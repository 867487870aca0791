//! Token-bearing session over a [`Transport`]
//!
//! A session is created unauthenticated, becomes authenticated on a
//! successful [`log_in`](Session::log_in), and is closed — terminally — by
//! [`close`](Session::close). The token is owned exclusively by the session;
//! every search and lookup operation attaches it and refuses to run without
//! it. There is no ambient global state: callers hold the session and pass it
//! where it is needed.

mod search;

#[cfg(test)]
mod tests;

use tracing::{debug, info, warn};

use crate::error::{Error, Result};
use crate::mapper;
use crate::response;
use crate::transport::Transport;

/// A session-scoped client for the subtitle service
///
/// Generic over the transport so embedders bring their own RPC stack and
/// tests bring stubs. Methods take `&mut self`: one session, one caller at a
/// time — the token is never shared across concurrent requests.
///
/// # Examples
///
/// ```no_run
/// use osdb_client::{Session, Transport};
///
/// # async fn example<T: Transport>(transport: T) -> osdb_client::Result<()> {
/// let mut session = Session::new(transport);
/// session.log_in("en", "my-app v1.0").await?;
///
/// let results = session.search_by_query(&["en"], "Inception").await?;
/// println!("{} subtitles found", results.len());
///
/// // Teardown never fails; run it on every exit path.
/// session.close().await;
/// # Ok(())
/// # }
/// ```
pub struct Session<T: Transport> {
    transport: T,
    token: Option<String>,
    closed: bool,
}

impl<T: Transport> Session<T> {
    /// Create an unauthenticated session over `transport`
    pub fn new(transport: T) -> Self {
        Self {
            transport,
            token: None,
            closed: false,
        }
    }

    /// Whether the session currently holds a token
    pub fn is_authenticated(&self) -> bool {
        self.token.is_some()
    }

    /// Whether the session has been closed
    pub fn is_closed(&self) -> bool {
        self.closed
    }

    /// Authenticate anonymously and store the returned token
    ///
    /// Sends empty credentials plus the interface `language` and `user_agent`
    /// identifiers. A failure status from the remote surfaces as
    /// [`Error::Authentication`] and leaves the session unauthenticated.
    ///
    /// # Errors
    ///
    /// Returns an error if:
    /// - the session was already closed (`SessionClosed`; closed is terminal)
    /// - the remote rejects the login (`Authentication`)
    /// - the response is absent or malformed
    /// - the login payload carries no token (`Mapping`)
    pub async fn log_in(&mut self, language: &str, user_agent: &str) -> Result<()> {
        if self.closed {
            return Err(Error::SessionClosed);
        }

        let raw = self
            .transport
            .log_in("", "", language, user_agent)
            .await?;
        let envelope = response::verify(raw).map_err(|e| match e {
            Error::RemoteService { message, .. } => Error::Authentication { status: message },
            other => other,
        })?;

        let token = mapper::login_token(&envelope.payload)?;
        info!(language, user_agent, "session authenticated");
        self.token = Some(token);
        Ok(())
    }

    /// Close the session, releasing the token best-effort
    ///
    /// Idempotent and unconditionally non-failing. If a token is held, a
    /// remote logout is attempted; any failure is swallowed and logged — an
    /// unreachable logout is equivalent to a token that expires server-side.
    /// The token is cleared either way and the session is terminally closed.
    pub async fn close(&mut self) {
        if self.closed {
            return;
        }

        if let Some(token) = self.token.take() {
            match self.transport.log_out(&token).await {
                Ok(raw) => {
                    if let Err(e) = response::verify(raw) {
                        debug!(error = %e, "logout rejected; token will expire server-side");
                    } else {
                        debug!("session logged out");
                    }
                }
                Err(e) => {
                    debug!(error = %e, "logout failed; token will expire server-side");
                }
            }
        }

        self.closed = true;
    }

    /// The held token, or `NotAuthenticated`
    fn require_token(&self) -> Result<&str> {
        self.token.as_deref().ok_or(Error::NotAuthenticated)
    }

    /// The transport, for operations in sibling modules
    fn transport(&self) -> &T {
        &self.transport
    }
}

impl<T: Transport> Drop for Session<T> {
    fn drop(&mut self) {
        // Async logout cannot run here; close() is the teardown path.
        if self.token.is_some() {
            warn!("session dropped without close(); token left to expire server-side");
        }
    }
}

- _YOUR INSTRUCTIONS_
Across the material above, count every line holding "bool" and write down only the number.

- _SOLUTION TO THE EXERCISE_
3